Eppure la curiosità e la voglia di sperimentare, di andare oltre i confini tradizionali hanno la meglio e l’avventura prende il via.

 

Davide Montanaro lavora alla progettazione. E’ lui a riferirci l’approccio che ha seguito: “Analizzando il materiale ho tentato di stressarlo, di portarlo al suo limite in modo da esaltare le sue doti e caratteristiche.

 

La trasformazione lo ha tramutato in seduta, in lampada ed un totem con varie possibilità di appendimento.

 

La collezione presentata è concreta, non è un semplice esercizio di stile. La struttura del materiale mi ha consentito di lavorare sui supporti, modificabili nella funzione e nella posizione.

 

La flessibilità è stata declinata nella panca che presenta una continuità di superficie nelle due diverse altezze. La scansione di pieni e vuoti, di luci ed ombre è stata esaltata dalle lampade che vengono poi richiuse con un elastico colorato”.
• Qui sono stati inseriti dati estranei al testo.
pub use super::ideas::Entity as Ideas;
pub use super::ideas_tags::Entity as IdeasTags;
pub use super::tags::Entity as Tags;
pub use super::tokens::Entity as Tokens;
pub use super::users::Entity as Users;
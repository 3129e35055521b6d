use axum::{
    Json,
    http::{HeaderValue, StatusCode, header},
    response::{IntoResponse, Response},
};
use serde_json::json;
use std::fmt;
use std::panic::Location;

use crate::services::{AuthError, FieldErrors, IdeaError};

#[derive(Debug)]
pub enum ApiError {
    BadRequest(String),

    FailedValidation(FieldErrors),

    InvalidCredentials,

    InvalidAuthenticationToken,

    NotFound,

    MethodNotAllowed(String),

    InternalError {
        message: String,
        location: &'static Location<'static>,
    },
}

impl fmt::Display for ApiError {
    fn fmt(&self, f: &mut fmt::Formatter<'_>) -> fmt::Result {
        match self {
            Self::BadRequest(msg) => write!(f, "Bad request: {msg}"),
            Self::FailedValidation(errors) => write!(f, "Validation failed: {errors:?}"),
            Self::InvalidCredentials => write!(f, "invalid authentication credentials"),
            Self::InvalidAuthenticationToken => {
                write!(f, "invalid or missing authentication token")
            }
            Self::NotFound => write!(f, "the requested resource could not be found"),
            Self::MethodNotAllowed(method) => {
                write!(f, "the {method} method is not supported for this resource")
            }
            Self::InternalError { message, location } => {
                write!(f, "Internal error at {location}: {message}")
            }
        }
    }
}

impl std::error::Error for ApiError {}

impl IntoResponse for ApiError {
    fn into_response(self) -> Response {
        let (status, body) = match &self {
            Self::BadRequest(msg) => (StatusCode::BAD_REQUEST, json!({ "error": msg })),
            Self::FailedValidation(errors) => {
                (StatusCode::BAD_REQUEST, json!({ "error": errors }))
            }
            Self::InvalidCredentials | Self::InvalidAuthenticationToken => {
                (StatusCode::UNAUTHORIZED, json!({ "error": self.to_string() }))
            }
            Self::NotFound => (StatusCode::NOT_FOUND, json!({ "error": self.to_string() })),
            Self::MethodNotAllowed(_) => (
                StatusCode::METHOD_NOT_ALLOWED,
                json!({ "error": self.to_string() }),
            ),
            Self::InternalError { message, location } => {
                tracing::error!(
                    file = location.file(),
                    line = location.line(),
                    error = %message,
                    "Internal error"
                );
                (
                    StatusCode::INTERNAL_SERVER_ERROR,
                    json!({ "error": "the server encountered a problem and could not process your request" }),
                )
            }
        };

        let mut response = (status, Json(body)).into_response();
        if matches!(self, Self::InvalidAuthenticationToken) {
            response
                .headers_mut()
                .insert(header::WWW_AUTHENTICATE, HeaderValue::from_static("Bearer"));
        }
        response
    }
}

impl ApiError {
    #[track_caller]
    pub fn internal(msg: impl fmt::Display) -> Self {
        Self::InternalError {
            message: msg.to_string(),
            location: Location::caller(),
        }
    }

    pub fn bad_request(msg: impl Into<String>) -> Self {
        Self::BadRequest(msg.into())
    }

    fn field(key: &str, message: impl Into<String>) -> Self {
        let mut errors = FieldErrors::new();
        errors.insert(key.to_string(), message.into());
        Self::FailedValidation(errors)
    }
}

impl From<anyhow::Error> for ApiError {
    #[track_caller]
    fn from(err: anyhow::Error) -> Self {
        Self::internal(err)
    }
}

impl From<AuthError> for ApiError {
    #[track_caller]
    fn from(err: AuthError) -> Self {
        match err {
            AuthError::Validation(errors) => Self::FailedValidation(errors),
            AuthError::DuplicateUsername => {
                Self::field("username", AuthError::DuplicateUsername.to_string())
            }
            AuthError::DuplicateEmail => Self::field("email", AuthError::DuplicateEmail.to_string()),
            AuthError::InvalidCredentials => Self::InvalidCredentials,
            AuthError::InvalidToken => Self::InvalidAuthenticationToken,
            AuthError::InvalidResetToken => {
                Self::field("token", AuthError::InvalidResetToken.to_string())
            }
            AuthError::UserNotFound => Self::NotFound,
            other => Self::internal(other),
        }
    }
}

impl From<IdeaError> for ApiError {
    #[track_caller]
    fn from(err: IdeaError) -> Self {
        match err {
            IdeaError::Validation(errors) => Self::FailedValidation(errors),
            IdeaError::NotFound => Self::NotFound,
            IdeaError::Store(e) => Self::internal(e),
        }
    }
}

#[cfg(test)]
mod tests {
    use super::*;
    use crate::db::StoreError;
    use http_body_util::BodyExt;

    async fn body_json(err: ApiError) -> (StatusCode, serde_json::Value) {
        let response = err.into_response();
        let status = response.status();
        let bytes = response.into_body().collect().await.unwrap().to_bytes();
        (status, serde_json::from_slice(&bytes).unwrap())
    }

    #[tokio::test]
    async fn validation_errors_render_as_field_map() {
        let mut errors = FieldErrors::new();
        errors.insert("title".to_string(), "must be provided".to_string());

        let (status, body) = body_json(ApiError::FailedValidation(errors)).await;
        assert_eq!(status, StatusCode::BAD_REQUEST);
        assert_eq!(body["error"]["title"], "must be provided");
    }

    #[tokio::test]
    async fn duplicates_name_the_field() {
        let (status, body) = body_json(AuthError::DuplicateEmail.into()).await;
        assert_eq!(status, StatusCode::BAD_REQUEST);
        assert_eq!(
            body["error"]["email"],
            "a user with this email address already exists"
        );
    }

    #[tokio::test]
    async fn internal_errors_hide_details() {
        let err: ApiError = IdeaError::Store(StoreError::Timeout(5)).into();
        let ApiError::InternalError { location, .. } = &err else {
            panic!("expected internal error");
        };
        assert!(location.file().ends_with("error.rs"));

        let (status, body) = body_json(err).await;
        assert_eq!(status, StatusCode::INTERNAL_SERVER_ERROR);
        assert!(!body["error"].as_str().unwrap().contains("5 seconds"));
    }

    #[tokio::test]
    async fn invalid_token_sets_challenge_header() {
        let response = ApiError::InvalidAuthenticationToken.into_response();
        assert_eq!(response.status(), StatusCode::UNAUTHORIZED);
        assert_eq!(response.headers()[header::WWW_AUTHENTICATE], "Bearer");
    }

    #[tokio::test]
    async fn unresolved_token_and_anonymous_share_one_message() {
        let (status, body) = body_json(AuthError::InvalidToken.into()).await;
        assert_eq!(status, StatusCode::UNAUTHORIZED);
        assert_eq!(body["error"], "invalid or missing authentication token");
    }

    #[tokio::test]
    async fn unknown_user_is_not_found() {
        let (status, _) = body_json(AuthError::UserNotFound.into()).await;
        assert_eq!(status, StatusCode::NOT_FOUND);
    }
}
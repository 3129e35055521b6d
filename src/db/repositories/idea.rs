use chrono::{DateTime, Utc};
use sea_orm::{
    ActiveModelTrait, ColumnTrait, ConnectionTrait, DatabaseConnection, EntityTrait,
    FromQueryResult, JoinType, QueryFilter, QueryOrder, QuerySelect, RelationTrait, Select, Set,
    TransactionTrait, sea_query::OnConflict,
};
use std::collections::HashMap;
use std::collections::hash_map::Entry;
use std::time::Duration;

use crate::db::{StoreError, StoreResult, bounded};
use crate::domain::{Idea, IdeaId, NewIdea, Tag, UserId};
use crate::entities::{ideas, ideas_tags, prelude::*, tags};

/// One row of the ideas ⟕ ideas_tags ⟕ tags join.
#[derive(Debug, Clone, FromQueryResult)]
pub struct IdeaTagRow {
    pub id: i32,
    pub title: String,
    pub description: String,
    pub user_id: i32,
    pub created_at: DateTime<Utc>,
    pub tag_title: Option<String>,
}

/// Fold the flat join stream back into one [`Idea`] per distinct id.
///
/// Ideas keep the order in which their first row appears, tags the order of
/// their rows.
#[must_use]
pub fn assemble_ideas(rows: impl IntoIterator<Item = IdeaTagRow>) -> Vec<Idea> {
    let mut ideas: Vec<Idea> = Vec::new();
    let mut positions: HashMap<i32, usize> = HashMap::new();

    for row in rows {
        let index = match positions.entry(row.id) {
            Entry::Occupied(entry) => *entry.get(),
            Entry::Vacant(entry) => {
                ideas.push(Idea {
                    id: IdeaId::new(row.id),
                    title: row.title,
                    description: row.description,
                    user_id: UserId::new(row.user_id),
                    tags: Vec::new(),
                    created_at: row.created_at,
                });
                *entry.insert(ideas.len() - 1)
            }
        };

        if let Some(title) = row.tag_title
            && let Some(idea) = ideas.get_mut(index)
        {
            idea.tags.push(Tag { title });
        }
    }

    ideas
}

pub struct IdeaRepository {
    conn: DatabaseConnection,
    timeout: Duration,
}

impl IdeaRepository {
    #[must_use]
    pub const fn new(conn: DatabaseConnection, timeout: Duration) -> Self {
        Self { conn, timeout }
    }

    /// Insert the idea, get-or-create its tags and link them, all in one
    /// transaction. A failure at any step leaves nothing behind. Tags come
    /// back sorted by title, as [`Self::get`] returns them.
    pub async fn insert(&self, new_idea: &NewIdea) -> StoreResult<Idea> {
        bounded(self.timeout, self.insert_unbounded(new_idea)).await
    }

    async fn insert_unbounded(&self, new_idea: &NewIdea) -> StoreResult<Idea> {
        let txn = self.conn.begin().await?;

        let idea = ideas::ActiveModel {
            title: Set(new_idea.title.clone()),
            description: Set(new_idea.description.clone()),
            user_id: Set(new_idea.author.value()),
            created_at: Set(Utc::now()),
            ..Default::default()
        }
        .insert(&txn)
        .await?;

        let mut tag_models = get_or_create_tags(&txn, &new_idea.tags).await?;
        tag_models.sort_by(|a, b| a.title.cmp(&b.title));

        if !tag_models.is_empty() {
            let links = tag_models.iter().map(|tag| ideas_tags::ActiveModel {
                idea_id: Set(idea.id),
                tag_id: Set(tag.id),
            });
            IdeasTags::insert_many(links)
                .exec_without_returning(&txn)
                .await?;
        }

        txn.commit().await?;

        Ok(Idea {
            id: IdeaId::new(idea.id),
            title: idea.title,
            description: idea.description,
            user_id: UserId::new(idea.user_id),
            tags: tag_models
                .into_iter()
                .map(|tag| Tag { title: tag.title })
                .collect(),
            created_at: idea.created_at,
        })
    }

    /// Every idea with its tags, newest first.
    pub async fn list(&self) -> StoreResult<Vec<Idea>> {
        bounded(self.timeout, async move {
            let rows = joined_select()
                .into_model::<IdeaTagRow>()
                .all(&self.conn)
                .await
                .map_err(StoreError::from)?;
            Ok::<_, StoreError>(assemble_ideas(rows))
        })
        .await
    }

    pub async fn get(&self, id: IdeaId) -> StoreResult<Idea> {
        bounded(self.timeout, async move {
            let rows = joined_select()
                .filter(ideas::Column::Id.eq(id.value()))
                .into_model::<IdeaTagRow>()
                .all(&self.conn)
                .await
                .map_err(StoreError::from)?;

            assemble_ideas(rows)
                .into_iter()
                .next()
                .ok_or(StoreError::NotFound)
        })
        .await
    }

    /// Delete an idea only if `owner` created it. Ownership is part of the
    /// delete predicate, so a non-owner gets [`StoreError::NotFound`].
    pub async fn delete(&self, id: IdeaId, owner: UserId) -> StoreResult<()> {
        bounded(self.timeout, self.delete_unbounded(id, owner)).await
    }

    async fn delete_unbounded(&self, id: IdeaId, owner: UserId) -> StoreResult<()> {
        let txn = self.conn.begin().await?;

        let deleted = Ideas::delete_many()
            .filter(ideas::Column::Id.eq(id.value()))
            .filter(ideas::Column::UserId.eq(owner.value()))
            .exec(&txn)
            .await?;

        if deleted.rows_affected == 0 {
            return Err(StoreError::NotFound);
        }

        // Covers backends running without foreign key enforcement.
        IdeasTags::delete_many()
            .filter(ideas_tags::Column::IdeaId.eq(id.value()))
            .exec(&txn)
            .await?;

        txn.commit().await?;
        Ok(())
    }

    /// Number of stored tag rows carrying `title`. Used to check deduplication.
    pub async fn count_tags_titled(&self, title: &str) -> StoreResult<usize> {
        bounded(self.timeout, async move {
            Tags::find()
                .filter(tags::Column::Title.eq(title))
                .all(&self.conn)
                .await
                .map(|rows| rows.len())
                .map_err(StoreError::from)
        })
        .await
    }
}

fn joined_select() -> Select<Ideas> {
    Ideas::find()
        .select_only()
        .column(ideas::Column::Id)
        .column(ideas::Column::Title)
        .column(ideas::Column::Description)
        .column(ideas::Column::UserId)
        .column(ideas::Column::CreatedAt)
        .column_as(tags::Column::Title, "tag_title")
        .join(JoinType::LeftJoin, ideas::Relation::IdeasTags.def())
        .join(JoinType::LeftJoin, ideas_tags::Relation::Tag.def())
        .order_by_desc(ideas::Column::CreatedAt)
        .order_by_desc(ideas::Column::Id)
        .order_by_asc(tags::Column::Title)
}

/// Insert-ignore-then-select against the unique `tags.title` constraint.
/// Returns one model per distinct title, in request order.
async fn get_or_create_tags<C>(conn: &C, titles: &[String]) -> StoreResult<Vec<tags::Model>>
where
    C: ConnectionTrait,
{
    let mut distinct: Vec<&String> = Vec::with_capacity(titles.len());
    for title in titles {
        if !distinct.contains(&title) {
            distinct.push(title);
        }
    }

    if distinct.is_empty() {
        return Ok(Vec::new());
    }

    let candidates = distinct.iter().map(|title| tags::ActiveModel {
        title: Set((*title).clone()),
        ..Default::default()
    });

    Tags::insert_many(candidates)
        .on_conflict(
            OnConflict::column(tags::Column::Title)
                .do_nothing()
                .to_owned(),
        )
        .exec_without_returning(conn)
        .await?;

    let mut by_title: HashMap<String, tags::Model> = Tags::find()
        .filter(tags::Column::Title.is_in(distinct.iter().map(|t| (*t).clone())))
        .all(conn)
        .await?
        .into_iter()
        .map(|model| (model.title.clone(), model))
        .collect();

    distinct
        .into_iter()
        .map(|title| by_title.remove(title).ok_or(StoreError::NotFound))
        .collect()
}

#[cfg(test)]
mod tests {
    use super::*;
    use crate::db::Store;

    fn row(id: i32, title: &str, tag: Option<&str>) -> IdeaTagRow {
        IdeaTagRow {
            id,
            title: title.to_string(),
            description: format!("{title} description"),
            user_id: 1,
            created_at: Utc::now(),
            tag_title: tag.map(str::to_string),
        }
    }

    #[test]
    fn assemble_merges_rows_per_idea() {
        let ideas = assemble_ideas(vec![
            row(2, "second", Some("go")),
            row(2, "second", Some("frontend")),
            row(1, "first", Some("backend")),
            row(1, "first", Some("go")),
        ]);

        assert_eq!(ideas.len(), 2);
        assert_eq!(ideas[0].id, IdeaId::new(2));
        assert_eq!(ideas[1].id, IdeaId::new(1));

        let titles: Vec<&str> = ideas[0].tags.iter().map(|t| t.title.as_str()).collect();
        assert_eq!(titles, vec!["go", "frontend"]);
    }

    #[test]
    fn assemble_keeps_untagged_ideas() {
        let ideas = assemble_ideas(vec![row(5, "lonely", None)]);
        assert_eq!(ideas.len(), 1);
        assert!(ideas[0].tags.is_empty());
    }

    #[test]
    fn assemble_handles_empty_stream() {
        assert!(assemble_ideas(Vec::new()).is_empty());
    }

    async fn store_with_author() -> (Store, UserId) {
        let store = Store::new("sqlite::memory:").await.unwrap();
        let user = store
            .user_repo()
            .insert("author", "author@example.com", "hash")
            .await
            .unwrap();
        (store, user.id)
    }

    fn new_idea(author: UserId, title: &str, tags: &[&str]) -> NewIdea {
        NewIdea {
            title: title.to_string(),
            description: "something worth building".to_string(),
            author,
            tags: tags.iter().map(|t| (*t).to_string()).collect(),
        }
    }

    #[tokio::test]
    async fn shared_tags_are_stored_once() {
        let (store, author) = store_with_author().await;
        let repo = store.idea_repo();

        repo.insert(&new_idea(author, "first", &["go", "backend"]))
            .await
            .unwrap();
        repo.insert(&new_idea(author, "second", &["go", "frontend"]))
            .await
            .unwrap();

        assert_eq!(repo.count_tags_titled("go").await.unwrap(), 1);

        let ideas = repo.list().await.unwrap();
        assert_eq!(ideas.len(), 2);
        assert_eq!(ideas[0].title, "second");
        assert_eq!(ideas[1].title, "first");

        let mut second: Vec<&str> = ideas[0].tags.iter().map(|t| t.title.as_str()).collect();
        second.sort_unstable();
        assert_eq!(second, vec!["frontend", "go"]);

        let mut first: Vec<&str> = ideas[1].tags.iter().map(|t| t.title.as_str()).collect();
        first.sort_unstable();
        assert_eq!(first, vec!["backend", "go"]);
    }

    #[tokio::test]
    async fn get_returns_idea_with_tags() {
        let (store, author) = store_with_author().await;
        let repo = store.idea_repo();

        let created = repo
            .insert(&new_idea(author, "solo", &["web", "rust", "cli"]))
            .await
            .unwrap();
        let titles: Vec<&str> = created.tags.iter().map(|t| t.title.as_str()).collect();
        assert_eq!(titles, vec!["cli", "rust", "web"]);

        let fetched = repo.get(created.id).await.unwrap();
        assert_eq!(fetched, created);
        assert!(matches!(
            repo.get(IdeaId::new(9999)).await,
            Err(StoreError::NotFound)
        ));
    }

    #[tokio::test]
    async fn failed_link_step_leaves_no_partial_idea() {
        let (store, author) = store_with_author().await;
        let repo = store.idea_repo();

        store
            .conn
            .execute_unprepared("DROP TABLE ideas_tags")
            .await
            .unwrap();

        assert!(
            repo.insert(&new_idea(author, "doomed", &["fresh"]))
                .await
                .is_err()
        );

        assert_eq!(Ideas::find().all(&store.conn).await.unwrap().len(), 0);
        assert_eq!(Tags::find().all(&store.conn).await.unwrap().len(), 0);
    }

    #[tokio::test]
    async fn delete_requires_owner() {
        let (store, author) = store_with_author().await;
        let stranger = store
            .user_repo()
            .insert("stranger", "stranger@example.com", "hash")
            .await
            .unwrap();
        let repo = store.idea_repo();

        let idea = repo
            .insert(&new_idea(author, "mine", &["rust"]))
            .await
            .unwrap();

        let err = repo.delete(idea.id, stranger.id).await.unwrap_err();
        assert!(matches!(err, StoreError::NotFound));
        assert!(repo.get(idea.id).await.is_ok());

        repo.delete(idea.id, author).await.unwrap();
        assert!(matches!(repo.get(idea.id).await, Err(StoreError::NotFound)));
        assert!(matches!(
            repo.delete(idea.id, author).await,
            Err(StoreError::NotFound)
        ));
    }
}
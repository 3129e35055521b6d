use sea_orm::entity::prelude::*;

#[derive(Clone, Debug, PartialEq, Eq, DeriveEntityModel)]
#[sea_orm(table_name = "users")]
pub struct Model {
    #[sea_orm(primary_key)]
    pub id: i32,

    #[sea_orm(unique)]
    pub username: String,

    #[sea_orm(unique)]
    pub email: String,

    /// Argon2id PHC string
    pub password_hash: String,

    pub created_at: ChronoDateTimeUtc,
}

#[derive(Copy, Clone, Debug, EnumIter, DeriveRelation)]
pub enum Relation {
    #[sea_orm(has_many = "super::tokens::Entity")]
    Tokens,
    #[sea_orm(has_many = "super::ideas::Entity")]
    Ideas,
}

impl Related<super::tokens::Entity> for Entity {
    fn to() -> RelationDef {
        Relation::Tokens.def()
    }
}

impl Related<super::ideas::Entity> for Entity {
    fn to() -> RelationDef {
        Relation::Ideas.def()
    }
}

impl ActiveModelBehavior for ActiveModel {}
Davide, dal suo punto di vista di designer, provoca con queste parole: “L’elemento curioso è che a volte un’azienda investe in un materiale nuovo, ma poi si trova in difficoltà nella ricerca della sua applicazione”.

 

A noi, in qualità di azienda di distribuzione che opera nel settore del legno da oltre trent’anni, piace vedere come la tecnologia possa fondersi con una materia prima come il legno, che fa parte della storia dell’uomo da sempre, conducendo a nuove forme ed applicazioni.

 

Investire su un prodotto di questo tipo, molto versatile e potenzialmente nuovo nell’utilizzo, significa anche fare una scommessa, vuol dire osare.

 

Pertanto, ben vengano le intuizioni di designer e creativi, il cui compito è proprio quello di superare i limiti ed aprire a nuove interpretazioni dei materiali.

 

E forse la lezione di questa avventura è concentrata tutta in questo punto: fondere i confini, fare conoscenza dei ruoli di ciascuno, sperimentare i ragionamenti e le logiche dell’altro consentono di aggiungere linfa al bagaglio di competenze di ciascuno e fare il passo in più diventa un fatto naturale.

 

Ovviamente tutto questo non sarebbe stato possibile senza la preziosa collaborazione di coloro i quali hanno messo mano concretamente al materiale e che grazie alla loro esperienza lo hanno trasformato secondo le intenzioni in tempi record. Ringraziamo a questo proposito Agostoni S.n.c. di Mauro e Davide Agostoni, falegnameria storica nel cuore di Lissone, che vanta collaborazioni con alcuni grandi del design italiano, tra i quali Ettore Sottsass e Sangalli Arredamenti S.n.c. per averci seguito nell’iniziativa.

 

Si chiude così una storia atipica di collaborazione, ma che certamente interpreta l’importanza di intrecciare le competenze, fondere i saperi per raggiungere nuovi obiettivi, piccoli o grandi che siano.